BID的核質轉位及其磷酸化對肝癌細胞DNA損傷檢控點的調控

Bcl2家族促凋亡蛋白BID是死亡受體和線粒體介導細胞凋亡通路的銜接分子。本課題基於新近發現BID作為ATM磷酸化底物激活DNA損傷檢控點，針對BID在肝癌中功能模糊和對DNA損傷應答機制不明，重點從BID的核質轉位和磷酸化修飾兩個方面研究BID對肝癌細胞DNA損傷檢控點激活並進一步分析異位表達核BID（NLS-BID）在肝癌進程中的作用。首先從BID和p53蛋白互作角度闡明BID的核質轉位機制（BID無NLS）；繼而採用異位表達核BID、siRNA和磷酸化位點突變等手段研究BID和磷酸化BID的亞細胞定位及其對DNA損傷檢控點的調控，闡明BID與ATM下游分子的調控關係；最後通過建立穩定表達核BID的肝癌細胞和裸鼠荷瘤模型研究核BID在肝癌發生髮展中的功能機制。本研究可為穩定核BID定位成為DNA損傷修復的潛在分子靶點，或為尋找有效抑制核BID的因子運用到肝癌放化療增敏中提供理論依據。

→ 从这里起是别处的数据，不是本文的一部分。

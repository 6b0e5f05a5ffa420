//! The fetch-and-aggregate sequence behind one render cycle.
//!
//! Each function runs the catalog queries in order and stops at the first
//! failure, so callers only ever see a complete result or an error.

use serde::Serialize;
use tracing::debug;

use crate::domain::aggregate::DetailReducers;
use crate::domain::{DashboardSnapshot, DetailReport, SnapshotInputs};
use crate::error::Result;
use crate::port::outbound::source::CrmSource;

/// Everything presentation and export need for one render cycle.
#[derive(Debug, Clone, PartialEq, Serialize)]
pub struct DashboardView {
    pub snapshot: DashboardSnapshot,
    pub report: DetailReport,
}

/// Fetch KPI inputs and compute the snapshot.
pub fn load_snapshot(source: &dyn CrmSource) -> Result<DashboardSnapshot> {
    let total_leads = source.total_leads()?;
    let won_leads = source.won_leads()?;
    debug!(total_leads, won_leads, "Fetched lead counts");

    let revenue = source.revenue()?;
    debug!(rows = revenue.len(), "Fetched revenue rows");

    let stage_table = source.pipeline_stage_counts()?;
    let monthly_revenue_table = source.monthly_revenue()?;
    debug!(
        stages = stage_table.len(),
        months = monthly_revenue_table.len(),
        "Fetched chart tables"
    );

    Ok(DashboardSnapshot::compute(SnapshotInputs {
        total_leads,
        won_leads,
        revenue,
        stage_table,
        monthly_revenue_table,
    }))
}

/// Fetch the raw detail rows and collapse them to one row per lead.
pub fn load_detail_report(
    source: &dyn CrmSource,
    reducers: &DetailReducers,
) -> Result<DetailReport> {
    let rows = source.detail_report()?;
    let report = DetailReport::from_rows_with(&rows, reducers);
    debug!(raw = rows.len(), leads = report.len(), "Aggregated detail report");
    Ok(report)
}

/// Run the complete sequence: snapshot first, then the detail report.
pub fn load_view(source: &dyn CrmSource, reducers: &DetailReducers) -> Result<DashboardView> {
    let snapshot = load_snapshot(source)?;
    let report = load_detail_report(source, reducers)?;
    Ok(DashboardView { snapshot, report })
}

#[cfg(test)]
mod tests {
    use super::*;
    use crate::domain::aggregate::TextReducer;
    use crate::domain::{DetailReportRow, RevenueRecord};
    use crate::testkit::source::{FailingSource, StaticSource};
    use rust_decimal_macros::dec;

    fn detail(lead_id: i64, stage: Option<&str>, revenue: rust_decimal::Decimal) -> DetailReportRow {
        DetailReportRow {
            lead_id,
            lead_name: format!("Lead {lead_id}"),
            sales_person: None,
            stage: stage.map(str::to_string),
            revenue,
        }
    }

    #[test]
    fn snapshot_uses_deduplicated_revenue() {
        let source = StaticSource::new()
            .with_lead_counts(200, 40)
            .with_revenue(vec![
                RevenueRecord::new(1, dec!(100)),
                RevenueRecord::new(1, dec!(50)),
                RevenueRecord::new(2, dec!(200)),
            ]);

        let snapshot = load_snapshot(&source).unwrap();

        assert_eq!(snapshot.conversion_rate, dec!(20.00));
        assert_eq!(snapshot.total_revenue, dec!(350));
        assert_eq!(snapshot.avg_order_value, dec!(175));
    }

    #[test]
    fn view_collapses_detail_rows_per_lead() {
        let source = StaticSource::new().with_detail(vec![
            detail(5, Some("New"), dec!(100)),
            detail(5, Some("Won"), dec!(50)),
        ]);

        let view = load_view(&source, &DetailReducers::default()).unwrap();

        assert_eq!(view.report.len(), 1);
        let row = &view.report.rows()[0];
        assert_eq!(row.revenue, dec!(150));
        assert_eq!(row.stage.as_deref(), Some("New"));
    }

    #[test]
    fn reducers_are_honoured() {
        let source = StaticSource::new().with_detail(vec![
            detail(5, Some("New"), dec!(1)),
            detail(5, Some("Won"), dec!(1)),
        ]);
        let reducers = DetailReducers {
            stage: TextReducer::Last,
            ..DetailReducers::default()
        };

        let report = load_detail_report(&source, &reducers).unwrap();

        assert_eq!(report.rows()[0].stage.as_deref(), Some("Won"));
    }

    #[test]
    fn failure_in_any_query_fails_the_whole_view() {
        for query in ["total_leads", "revenue", "monthly_revenue", "detail_report"] {
            let source = FailingSource::new(StaticSource::new().with_lead_counts(10, 2), query);
            let result = load_view(&source, &DetailReducers::default());
            assert!(result.is_err(), "expected failure when {query} fails");
        }
    }
}
//! CLI integration tests against throwaway SQLite databases.

use std::fs;
use std::io::Cursor;
use std::path::Path;

use assert_cmd::cargo::cargo_bin_cmd;
use assert_cmd::Command;
use calamine::{open_workbook_auto_from_rs, Reader};
use crm_dashboard::testkit::database::CrmFixture;
use predicates::prelude::*;
use tempfile::TempDir;

/// The binary, isolated from the caller's home, `.env`, and database settings.
fn crm_dashboard(dir: &Path) -> Command {
    let mut cmd = cargo_bin_cmd!("crm-dashboard");
    cmd.current_dir(dir)
        .env("HOME", dir)
        .env_remove("RUST_LOG")
        .env_remove("DB_USER")
        .env_remove("DB_PASS")
        .env_remove("DB_HOST")
        .env_remove("DB_PORT")
        .env_remove("DB_NAME");
    cmd
}

fn seeded(dir: &TempDir) -> (CrmFixture, String) {
    let path = dir.path().join("crm.db");
    let mut fixture = CrmFixture::file(&path);
    fixture.seed_sample();
    (fixture, path.display().to_string())
}

#[test]
fn help_lists_commands() {
    let dir = TempDir::new().unwrap();
    crm_dashboard(dir.path())
        .arg("--help")
        .assert()
        .success()
        .stdout(predicate::str::contains("show"))
        .stdout(predicate::str::contains("export"))
        .stdout(predicate::str::contains("watch"))
        .stdout(predicate::str::contains("queries"));
}

#[test]
fn version_names_the_binary() {
    let dir = TempDir::new().unwrap();
    crm_dashboard(dir.path())
        .arg("--version")
        .assert()
        .success()
        .stdout(predicate::str::contains("crm-dashboard"));
}

#[test]
fn queries_lists_the_catalog() {
    let dir = TempDir::new().unwrap();
    crm_dashboard(dir.path())
        .args(["queries", "--dialect", "sqlite", "-v"])
        .assert()
        .success()
        .stdout(predicate::str::contains("pipeline_stage_counts"))
        .stdout(predicate::str::contains("strftime('%Y-%m', date_order)"));
}

#[test]
fn queries_json_uses_configured_backend() {
    let dir = TempDir::new().unwrap();
    let output = crm_dashboard(dir.path())
        .args(["--json", "queries"])
        .output()
        .unwrap();

    assert!(output.status.success());
    let value: serde_json::Value = serde_json::from_slice(&output.stdout).unwrap();
    assert_eq!(value["dialect"], "postgres");
    assert_eq!(value["queries"].as_array().unwrap().len(), 6);
}

#[test]
fn show_renders_tiles_charts_and_report() {
    let dir = TempDir::new().unwrap();
    let (_fixture, url) = seeded(&dir);

    crm_dashboard(dir.path())
        .env("DATABASE_URL", &url)
        .args(["--color", "never", "show"])
        .assert()
        .success()
        .stdout(predicate::str::contains("Total Leads"))
        .stdout(predicate::str::contains("40.00%"))
        .stdout(predicate::str::contains("₹ 380.00"))
        .stdout(predicate::str::contains("Sales Pipeline"))
        .stdout(predicate::str::contains("2024-02"))
        .stdout(predicate::str::contains("LEAD_NAME"))
        .stdout(predicate::str::contains("Globex"));
}

#[test]
fn show_json_emits_one_document() {
    let dir = TempDir::new().unwrap();
    let (_fixture, url) = seeded(&dir);

    let output = crm_dashboard(dir.path())
        .env("DATABASE_URL", &url)
        .arg("--json")
        .output()
        .unwrap();

    assert!(output.status.success());
    let value: serde_json::Value = serde_json::from_slice(&output.stdout).unwrap();
    assert_eq!(value["command"], "show");
    assert_eq!(value["snapshot"]["total_leads"], 5);
    assert_eq!(value["tiles"][1]["value"], "40.00%");
    assert_eq!(value["report"].as_array().unwrap().len(), 5);
}

#[test]
fn show_without_schema_fails_with_generic_notice() {
    let dir = TempDir::new().unwrap();
    let empty = dir.path().join("empty.db");

    crm_dashboard(dir.path())
        .env("DATABASE_URL", empty.display().to_string())
        .arg("show")
        .assert()
        .failure()
        .stdout(predicate::str::contains("Total Leads").not())
        .stderr(predicate::str::contains("Could not load dashboard data."));

    let log = fs::read_to_string(dir.path().join("crm_app.log")).unwrap();
    assert!(log.contains("Failed to load dashboard data"));
    assert!(log.contains("total_leads"));
}

#[test]
fn export_writes_a_two_sheet_workbook() {
    let dir = TempDir::new().unwrap();
    let (_fixture, url) = seeded(&dir);
    let target = dir.path().join("out").join("report.xlsx");

    crm_dashboard(dir.path())
        .env("DATABASE_URL", &url)
        .args(["export", "--output"])
        .arg(&target)
        .assert()
        .success()
        .stdout(predicate::str::contains("Exported"));

    let bytes = fs::read(&target).unwrap();
    let workbook = open_workbook_auto_from_rs(Cursor::new(bytes)).unwrap();
    assert_eq!(workbook.sheet_names(), vec!["Summary", "CRM Report"]);
}

#[test]
fn export_csv_by_extension() {
    let dir = TempDir::new().unwrap();
    let (_fixture, url) = seeded(&dir);

    crm_dashboard(dir.path())
        .env("DATABASE_URL", &url)
        .args(["export", "-o", "leads.csv"])
        .assert()
        .success();

    let text = fs::read_to_string(dir.path().join("leads.csv")).unwrap();
    assert!(text.starts_with("LEAD_ID,"));
    assert_eq!(text.lines().count(), 6);
}

#[test]
fn check_reports_lead_count() {
    let dir = TempDir::new().unwrap();
    let (_fixture, url) = seeded(&dir);

    crm_dashboard(dir.path())
        .env("DATABASE_URL", &url)
        .arg("check")
        .assert()
        .success()
        .stdout(predicate::str::contains("Database reachable"))
        .stdout(predicate::str::contains("5"));
}

#[test]
fn quiet_check_prints_nothing_on_success() {
    let dir = TempDir::new().unwrap();
    let (_fixture, url) = seeded(&dir);

    crm_dashboard(dir.path())
        .env("DATABASE_URL", &url)
        .args(["--quiet", "check"])
        .assert()
        .success()
        .stdout(predicate::str::is_empty());
}

#[test]
fn malformed_config_is_reported_with_location() {
    let dir = TempDir::new().unwrap();
    let config = dir.path().join("config.toml");
    fs::write(&config, "[database]\nport = \"nope\"\n").unwrap();

    crm_dashboard(dir.path())
        .arg("--config")
        .arg(&config)
        .arg("queries")
        .assert()
        .failure()
        .stderr(predicate::str::contains("invalid configuration"));
}

#[test]
fn unsupported_scheme_fails_cleanly() {
    let dir = TempDir::new().unwrap();

    crm_dashboard(dir.path())
        .env("DATABASE_URL", "mysql://root@localhost/crm")
        .arg("show")
        .assert()
        .failure()
        .stderr(predicate::str::contains("unsupported scheme"));
}
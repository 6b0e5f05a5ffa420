//! Astral-style CLI output formatting.
//!
//! Provides consistent terminal output with support for JSON mode (for
//! scripting), quiet mode, verbosity levels, and an explicit color switch.
//! Styling uses colored symbols and dimmed labels.

use std::fmt::Display;
use std::io::IsTerminal;
use std::sync::{OnceLock, RwLock};

use owo_colors::{OwoColorize, Style};
use serde_json::json;

use super::command::ColorChoice;

/// Runtime output configuration shared by CLI handlers.
#[derive(Debug, Clone, Copy, Default)]
pub struct OutputConfig {
    /// Emit machine-readable JSON output instead of human-readable text.
    pub json: bool,
    /// Suppress non-essential output.
    pub quiet: bool,
    /// Verbosity level (0 = normal, 1+ = increasingly verbose).
    pub verbose: u8,
    /// Emit ANSI styling.
    pub color: bool,
}

impl OutputConfig {
    /// Create a new output configuration, resolving the color choice
    /// against the current terminal.
    #[must_use]
    pub fn new(json: bool, quiet: bool, verbose: u8, color: ColorChoice) -> Self {
        Self {
            json,
            quiet,
            verbose,
            color: resolve_color(color),
        }
    }
}

fn resolve_color(choice: ColorChoice) -> bool {
    match choice {
        ColorChoice::Always => true,
        ColorChoice::Never => false,
        ColorChoice::Auto => {
            std::env::var_os("NO_COLOR").is_none() && std::io::stdout().is_terminal()
        }
    }
}

/// Global output configuration singleton.
static OUTPUT_CONFIG: OnceLock<RwLock<OutputConfig>> = OnceLock::new();

fn config_cell() -> &'static RwLock<OutputConfig> {
    OUTPUT_CONFIG.get_or_init(|| RwLock::new(OutputConfig::default()))
}

fn read_config() -> OutputConfig {
    match config_cell().read() {
        Ok(config) => *config,
        Err(poisoned) => *poisoned.into_inner(),
    }
}

fn write_config(config: OutputConfig) {
    match config_cell().write() {
        Ok(mut current) => *current = config,
        Err(poisoned) => *poisoned.into_inner() = config,
    }
}

/// Check if regular (non-JSON) output should be suppressed.
fn regular_output_suppressed(config: OutputConfig) -> bool {
    !config.json && config.quiet
}

/// Emit a JSON line with type and payload structure.
fn emit_json_line(kind: &str, payload: serde_json::Value) {
    println!(
        "{}",
        json!({
            "type": kind,
            "payload": payload,
        })
    );
}

/// Apply `style` when colors are enabled.
#[must_use]
pub fn paint(value: impl Display, style: Style) -> String {
    if read_config().color {
        value.style(style).to_string()
    } else {
        value.to_string()
    }
}

/// Apply output settings from global CLI flags.
pub fn configure(config: OutputConfig) {
    write_config(config);
}

#[must_use]
pub fn is_json() -> bool {
    read_config().json
}

#[must_use]
pub fn is_quiet() -> bool {
    read_config().quiet
}

/// Return the global verbosity level from `-v` flags.
#[must_use]
pub fn verbosity() -> u8 {
    read_config().verbose
}

/// Print the application header with name and version.
pub fn header(version: &str) {
    let config = read_config();
    if config.json {
        emit_json_line(
            "header",
            json!({
                "app": "crm-dashboard",
                "version": version,
            }),
        );
        return;
    }
    if regular_output_suppressed(config) {
        return;
    }

    println!(
        "{} {}",
        paint("crm-dashboard", Style::new().bold()),
        paint(version, Style::new().dimmed())
    );
}

/// Print a labeled value.
pub fn field(label: &str, value: impl Display) {
    let config = read_config();
    let value = value.to_string();

    if config.json {
        emit_json_line(
            "field",
            json!({
                "label": label,
                "value": value,
            }),
        );
        return;
    }
    if regular_output_suppressed(config) {
        return;
    }

    println!(
        "  {} {}",
        paint(format!("{label:<12}"), Style::new().dimmed()),
        value
    );
}

/// Print a warning line.
pub fn warning(message: &str) {
    let config = read_config();

    if config.json {
        emit_json_line("warning", json!({ "message": message }));
        return;
    }

    println!("  {} {}", paint("⚠", Style::new().yellow()), message);
}

/// Print an error line to stderr.
pub fn error(message: &str) {
    let config = read_config();

    if config.json {
        eprintln!(
            "{}",
            json!({
                "type": "error",
                "payload": { "message": message },
            })
        );
        return;
    }

    eprintln!("  {} {}", paint("×", Style::new().red()), message);
}

/// Print a section header.
pub fn section(title: &str) {
    let config = read_config();

    if config.json {
        emit_json_line("section", json!({ "title": title }));
        return;
    }
    if regular_output_suppressed(config) {
        return;
    }

    println!();
    println!("{}", paint(title, Style::new().bold()));
}

/// Braille spinner animation frames.
const BRAILLE_SPINNER: &[&str] = &["⠋", "⠙", "⠹", "⠸", "⠼", "⠴", "⠦", "⠧", "⠇", "⠏"];

/// Create and start a progress spinner.
///
/// Returns a hidden progress bar in JSON or quiet mode, or when stderr is
/// not a terminal.
pub fn spinner(message: &str) -> indicatif::ProgressBar {
    let config = read_config();
    if config.json || config.quiet || !std::io::stderr().is_terminal() {
        let pb = indicatif::ProgressBar::hidden();
        pb.set_message(message.to_string());
        return pb;
    }

    let pb = indicatif::ProgressBar::new_spinner();
    if let Ok(style) = indicatif::ProgressStyle::default_spinner()
        .tick_strings(BRAILLE_SPINNER)
        .template("  {spinner:.cyan} {msg}")
    {
        pb.set_style(style);
    }
    pb.set_message(message.to_string());
    pb.enable_steady_tick(std::time::Duration::from_millis(80));
    pb
}

/// Finish a spinner with a success checkmark.
pub fn spinner_success(pb: &indicatif::ProgressBar, message: &str) {
    let config = read_config();
    if config.json {
        emit_json_line("spinner_success", json!({ "message": message }));
        pb.finish_and_clear();
        return;
    }
    if config.quiet || pb.is_hidden() {
        pb.finish_and_clear();
        if !config.quiet {
            println!("  {} {}", paint("✓", Style::new().green()), message);
        }
        return;
    }

    pb.finish_with_message(format!("{} {}", paint("✓", Style::new().green()), message));
}

/// Finish a spinner with a failure mark.
pub fn spinner_fail(pb: &indicatif::ProgressBar, message: &str) {
    let config = read_config();
    if config.json || pb.is_hidden() {
        pb.finish_and_clear();
        error(message);
        return;
    }

    pb.finish_with_message(format!("{} {}", paint("×", Style::new().red()), message));
}

/// Format a highlighted value in cyan.
#[must_use]
pub fn highlight(value: impl Display) -> String {
    paint(value, Style::new().cyan())
}

/// Print a note.
pub fn note(message: &str) {
    let config = read_config();

    if config.json {
        emit_json_line("note", json!({ "message": message }));
        return;
    }
    if regular_output_suppressed(config) {
        return;
    }

    println!("  {}", paint(message, Style::new().dimmed()));
}

/// Print a hint with "hint:" prefix.
pub fn hint(message: &str) {
    let config = read_config();

    if config.json {
        emit_json_line("hint", json!({ "message": message }));
        return;
    }
    if regular_output_suppressed(config) {
        return;
    }

    println!(
        "  {}: {}",
        paint("hint", Style::new().cyan().dimmed()),
        paint(message, Style::new().dimmed())
    );
}

/// Print a completed action ("✓ Exported ...").
pub fn action_done(verb: &str, target: &str) {
    let config = read_config();

    if config.json {
        emit_json_line(
            "action",
            json!({
                "verb": verb,
                "target": target,
                "status": "done",
            }),
        );
        return;
    }
    if regular_output_suppressed(config) {
        return;
    }

    println!(
        "  {} {} {}",
        paint("✓", Style::new().green()),
        paint(verb, Style::new().bold().green()),
        target
    );
}

/// Print multiple lines of content, each indented.
pub fn lines(content: &str) {
    let config = read_config();

    if config.json {
        emit_json_line("lines", json!({ "content": content }));
        return;
    }
    if regular_output_suppressed(config) {
        return;
    }

    for line in content.lines() {
        println!("  {line}");
    }
}

/// Emit a JSON value directly (for commands that need custom JSON output).
pub fn json_output(value: serde_json::Value) {
    println!("{value}");
}
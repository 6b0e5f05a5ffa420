//! Read-side CRM data contract.

use crate::domain::{DetailReportRow, MonthlyRevenue, PipelineStageCount, RevenueRecord};
use crate::error::Result;

/// The fixed catalog of CRM queries the dashboard reads.
///
/// Every operation is a parameterless, side-effect-free read. A connectivity
/// or execution failure is returned as an error, never as a partial result.
pub trait CrmSource: Send + Sync {
    /// Count of all leads.
    fn total_leads(&self) -> Result<i64>;

    /// Count of leads whose pipeline stage is named `Won`.
    fn won_leads(&self) -> Result<i64>;

    /// One row per confirmed sales order linked to a lead.
    fn revenue(&self) -> Result<Vec<RevenueRecord>>;

    /// Lead count per stage, descending by count.
    fn pipeline_stage_counts(&self) -> Result<Vec<PipelineStageCount>>;

    /// Confirmed revenue per `YYYY-MM`, ascending by month.
    fn monthly_revenue(&self) -> Result<Vec<MonthlyRevenue>>;

    /// One row per (lead, sales order) pairing; leads without orders appear
    /// once with zero revenue.
    fn detail_report(&self) -> Result<Vec<DetailReportRow>>;
}
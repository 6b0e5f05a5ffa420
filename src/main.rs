use std::process::ExitCode;

use clap::Parser;
use crm_dashboard::adapter::inbound::cli::{self, command::Cli};

fn main() -> ExitCode {
    let _ = dotenvy::dotenv();
    let cli = Cli::parse();
    cli::run(&cli)
}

Bcl2家族促凋亡蛋白BID是死亡受體和線粒體介導細胞凋亡通路的銜接分子。新近發現BID作為ATM磷酸化底物激活DNA損傷檢控點，針對BID在肝癌細胞中的功能模糊和對DNA損傷應答機制不明，本項目重點從BID的核質轉位和磷酸化兩個方面研究了BID對肝癌細胞DNA損傷檢控點的反應，分析了異位表達核BID（NLS-BID）在肝癌進程中的作用，並進一步以BID為腫瘤分子靶點開展相關套用研究。主要發現有：首先，肝癌細胞遭受可修復程度的DNA損傷時，BID分子能部分轉位到核中，而且DNA損傷的效應因子ATM迅速磷酸化BID，在一定程度上拮抗細胞凋亡通路的激活。並且發現BID的核質轉位的實現是通過與p53結合，在p53的協助下實現核質轉運過程。但當肝癌細胞遭受不可修復程度的DNA損傷時，發現BID分子部分以全長形式，部分被剪下成tBID形式轉位到線粒體，通過與BCL2家族其他分子的相互結合而改變線粒體膜電位，導致cyto c的釋放，從而激活下游Caspase依賴的細胞凋亡通路。其次，在以裸鼠皮下成瘤模型的實驗中，BID表現出抑制肝癌發生的作用是胞質BID而非核BID，其機制也與胞質BID激活Caspase依賴的細胞凋亡通路相關。再者，鑒於上述研究發現BID是一個有效的肝癌治療的分子靶點，在闡述幾個潛在抗癌中藥單體分子（如人參皂甙次級代謝產物CK，甘草次酸一些衍生物等）功能機制中均發現可以靶向調控BID分子的線粒體轉位激活Caspase依賴的細胞凋亡通路。同時，我們在DSS誘導的腸炎模型中研究發現炎症反應與BID表達具有相關性，結合其他人的研究結果，我們猜測BID極可能也是連線DNA損傷和炎症反應的橋樑分子，這也是我們下一步重點關注的一個研究方向。本項目的研究提示促進胞質BID線粒體轉位是肝癌治療的潛在分子靶點，可為尋找有效促進胞質BID轉位線粒體的因子運用到肝癌放化療增敏中提供學術依據。